When he thought of the proletariat of Guayanas, Juan de Fonsagrada's mental image was not of dock workers and factory hands, or even of the cattlemen of the llanos and the agricultural peons, though all of them were of mixed blood. He thought of little family parties, hunched against the wind, moving across barren space to market with a tiny stock of barely saleable merchandise, or to church with a rich stock of misconceptions.

Of these people, his people, the Fonsagradas had been the unacknowledged chiefs for four hundred years. They were directly descended in the female line from the last of the Indian caciques. The family face, golden and fine-drawn, still preserved the features of the Children of the Sun.

But neither face nor descent would have kept the tradition alive if the Fonsagradas had not been active politicians. They had been
leaders of the liberal party since Independence, with a tolerant, watchful liberalism, never very violent against the Church or the great landlords, but powerful enough to prevent any extensions of conservative power. Their policy had not been notably pro-Indian; they had merely made it impossible for their opponents ever to be anti-Indian. In secret — for the thought had not occurred to anybody else — Juan saw himself as an imperialist, very unwilling that his patient clients of copper and gold should be dragged into the arena of democracy.

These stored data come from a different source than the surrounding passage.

mod canvas;
mod fillview;
mod footer;
mod layout;
mod palette;
mod properties;

pub use canvas::{
    CARD_HEIGHT, CanvasContext, adjust_scroll_offset, card_bounds, render_canvas,
};
pub use fillview::{FillContext, FillFieldView, render_fill};
pub use footer::{FooterContext, render_footer};
pub use layout::{BuilderPanes, FillerPanes, inner, split_builder, split_filler};
pub use palette::{PaletteRow, entry_rows, palette_rows, render_palette};
pub use properties::{PropRowView, PropertiesContext, render_properties};
use std::fs;
use std::path::{Path, PathBuf};

use clap::{Parser, Subcommand};
use color_eyre::eyre::{Result, WrapErr, eyre};

use formcanvas::domain::Form;
use formcanvas::engine::steps;
use formcanvas::io::{self, DocumentFormat, OutputDestination, OutputOptions};
use formcanvas::publish;
use formcanvas::store::{FormStore, MemoryStore};
use formcanvas::{FormBuilder, FormFiller, UiOptions};

#[derive(Debug, Parser)]
#[command(
    name = "formcanvas",
    version,
    about = "Build, fill and publish multi-step forms from the terminal"
)]
struct Cli {
    #[command(subcommand)]
    command: Command,
}

#[derive(Debug, Subcommand)]
enum Command {
    /// Create a new empty form document
    New {
        /// Name of the new form
        #[arg(long, default_value = "Untitled Form")]
        name: String,
        /// Where to write the form document
        #[arg(short = 'o', long = "output", value_name = "PATH")]
        output: PathBuf,
        /// Overwrite the output file if it already exists
        #[arg(short = 'f', long = "force")]
        force: bool,
    },
    /// Print a summary of a form document
    Inspect {
        /// Form document to read
        form: PathBuf,
    },
    /// Open the builder UI on a form document
    Edit {
        /// Form document to edit
        form: PathBuf,
        /// Write the edited form here instead of back to the input file
        #[arg(short = 'o', long = "output", value_name = "PATH")]
        output: Option<PathBuf>,
    },
    /// Fill a form in the terminal and write the submission
    Fill {
        /// Form document to fill
        form: PathBuf,
        /// Where to write the submission ("-" or omitted writes to stdout)
        #[arg(short = 'o', long = "output", value_name = "PATH")]
        output: Option<PathBuf>,
        /// Drop answers of fields hidden by their show condition
        #[arg(long = "clear-hidden")]
        clear_hidden: bool,
    },
    /// Render a standalone HTML page for a form
    Publish {
        /// Form document to publish
        form: PathBuf,
        /// Where to write the HTML page
        #[arg(short = 'o', long = "output", value_name = "PATH")]
        output: PathBuf,
        /// Base URL recorded as the share link
        #[arg(long = "base-url", default_value = "https://forms.local")]
        base_url: String,
        /// Overwrite the output file if it already exists
        #[arg(short = 'f', long = "force")]
        force: bool,
    },
}

fn main() -> Result<()> {
    color_eyre::install()?;
    tracing_subscriber::fmt()
        .with_env_filter(tracing_subscriber::EnvFilter::from_default_env())
        .with_writer(std::io::stderr)
        .init();

    match Cli::parse().command {
        Command::New {
            name,
            output,
            force,
        } => cmd_new(&name, &output, force),
        Command::Inspect { form } => cmd_inspect(&form),
        Command::Edit { form, output } => cmd_edit(&form, output.as_deref()),
        Command::Fill {
            form,
            output,
            clear_hidden,
        } => cmd_fill(&form, output.as_deref(), clear_hidden),
        Command::Publish {
            form,
            output,
            base_url,
            force,
        } => cmd_publish(&form, &output, &base_url, force),
    }
}

fn cmd_new(name: &str, output: &Path, force: bool) -> Result<()> {
    ensure_writable(output, force)?;
    let form = Form::new(name);
    write_form(&form, output)?;
    println!("Created {} ({})", output.display(), form.id);
    Ok(())
}

fn cmd_inspect(path: &Path) -> Result<()> {
    let form = io::load_form(path).map_err(|err| eyre!("{err:#}"))?;
    println!("{} ({})", form.name, form.id);
    println!(
        "  fields: {} • published: {} • submissions: {}",
        form.fields.len(),
        if form.is_published { "yes" } else { "no" },
        form.submission_count
    );
    if let Some(url) = &form.publish_url {
        println!("  share url: {url}");
    }
    for step in steps::partition(&form.fields) {
        println!("  {} ({} fields)", step.display_title(), step.fields.len());
        for field in &step.fields {
            let mut notes = Vec::new();
            if field.required {
                notes.push("required".to_string());
            }
            if field.show_condition.enabled {
                notes.push("conditional".to_string());
            }
            let suffix = if notes.is_empty() {
                String::new()
            } else {
                format!(" [{}]", notes.join(", "))
            };
            println!("    {} · {}{}", field.label, field.field_type, suffix);
        }
    }
    Ok(())
}

fn cmd_edit(path: &Path, output: Option<&Path>) -> Result<()> {
    let form = io::load_form(path).map_err(|err| eyre!("{err:#}"))?;
    let edited = FormBuilder::new(form).run().map_err(|err| eyre!("{err:#}"))?;
    let destination = output.unwrap_or(path);
    write_form(&edited, destination)?;
    println!("Saved {}", destination.display());
    Ok(())
}

fn cmd_fill(path: &Path, output: Option<&Path>, clear_hidden: bool) -> Result<()> {
    let form = io::load_form(path).map_err(|err| eyre!("{err:#}"))?;
    let mut options = UiOptions::default();
    if clear_hidden {
        options = options.with_hidden_answers(formcanvas::engine::HiddenAnswerPolicy::Clear);
    }
    let submission = FormFiller::new(form)
        .with_options(options)
        .run()
        .map_err(|err| eyre!("{err:#}"))?;

    let destination = match output {
        Some(path) if path != Path::new("-") => OutputDestination::file(path),
        _ => OutputDestination::Stdout,
    };
    let format = match &destination {
        OutputDestination::File(path) => {
            DocumentFormat::from_extension(path).unwrap_or_default()
        }
        OutputDestination::Stdout => DocumentFormat::default(),
    };
    let options = OutputOptions::new(format).with_destinations(vec![destination]);
    io::emit(&submission, &options).map_err(|err| eyre!("{err:#}"))?;
    Ok(())
}

fn cmd_publish(path: &Path, output: &Path, base_url: &str, force: bool) -> Result<()> {
    ensure_writable(output, force)?;
    let form = io::load_form(path).map_err(|err| eyre!("{err:#}"))?;

    let mut store = MemoryStore::new().with_base_url(base_url);
    let created = store.create(form).map_err(|err| eyre!("{err:#}"))?;
    let published = store.publish(created.id).map_err(|err| eyre!("{err:#}"))?;

    let document = publish::render_document(&published);
    fs::write(output, document)
        .wrap_err_with(|| format!("failed to write {}", output.display()))?;
    // Persist the minted publish id/url back into the source document.
    write_form(&published, path)?;

    println!("Published {} -> {}", published.name, output.display());
    if let Some(url) = &published.publish_url {
        println!("Share url: {url}");
    }
    Ok(())
}

fn write_form(form: &Form, path: &Path) -> Result<()> {
    let format = DocumentFormat::from_extension(path).unwrap_or_default();
    let options = OutputOptions::new(format)
        .with_destinations(vec![OutputDestination::file(path)]);
    io::emit(form, &options).map_err(|err| eyre!("{err:#}"))
}

fn ensure_writable(path: &Path, force: bool) -> Result<()> {
    if path.exists() && !force {
        return Err(eyre!(
            "file {} already exists (pass --force to overwrite)",
            path.display()
        ));
    }
    Ok(())
}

So what about his own people? At least Vidal was building schools, though half the money, if used to pay elementary teachers and run up adobe huts, would benefit the Indian provinces more than his classy air-conditioned
liceos
.

Typical Vidalismo. Forcing the country into a spectacular run before it could walk with dignity! He preferred the policies of Gil Avellana; they might be visionary, but they were traditional.

“My own people wait, Enrique.”

“You sound very sinister.”

“No. That is nothing new for them. They have no leader. I should have been born twenty years later. My old and dear friend, I am sad this evening.”

“If you would drink whisky instead of that damned rum . . .”

“It would remind me of my youth still more. Enrique, I realize that I am a typical Latin American of my class and generation.”

“I don't see much wrong with that.”

“Because you look on us as a source of entertainment.”

“That doesn't prevent affection.”

“I didn't say it did. But permit me to be regretful. What I might have done, if I had not spent my estates in Paris and New York! Opera singers, Enrique! Voices! Ghosts of women, whose utmost gesture of humanity is to clasp hands upon a bosom which in the end is nothing but a too decorative organ pump.”

“You should have tried ballet dancers,” said the consul.

“I did, Enrique. Eighty thousand legs of cattle sold in order to cherish two. . . . And so in my prime to politics — for sport.”

“At least it wasn't for money.”

“If it had been, I might have taken it seriously — and ended my
career in stone upon a horse, waving my sword or perhaps a copy of the Constitution, here in this Alameda which you see before you. The only original thing that I have ever done in all my life is to take to trade in my fifties and start selling patent medicines.”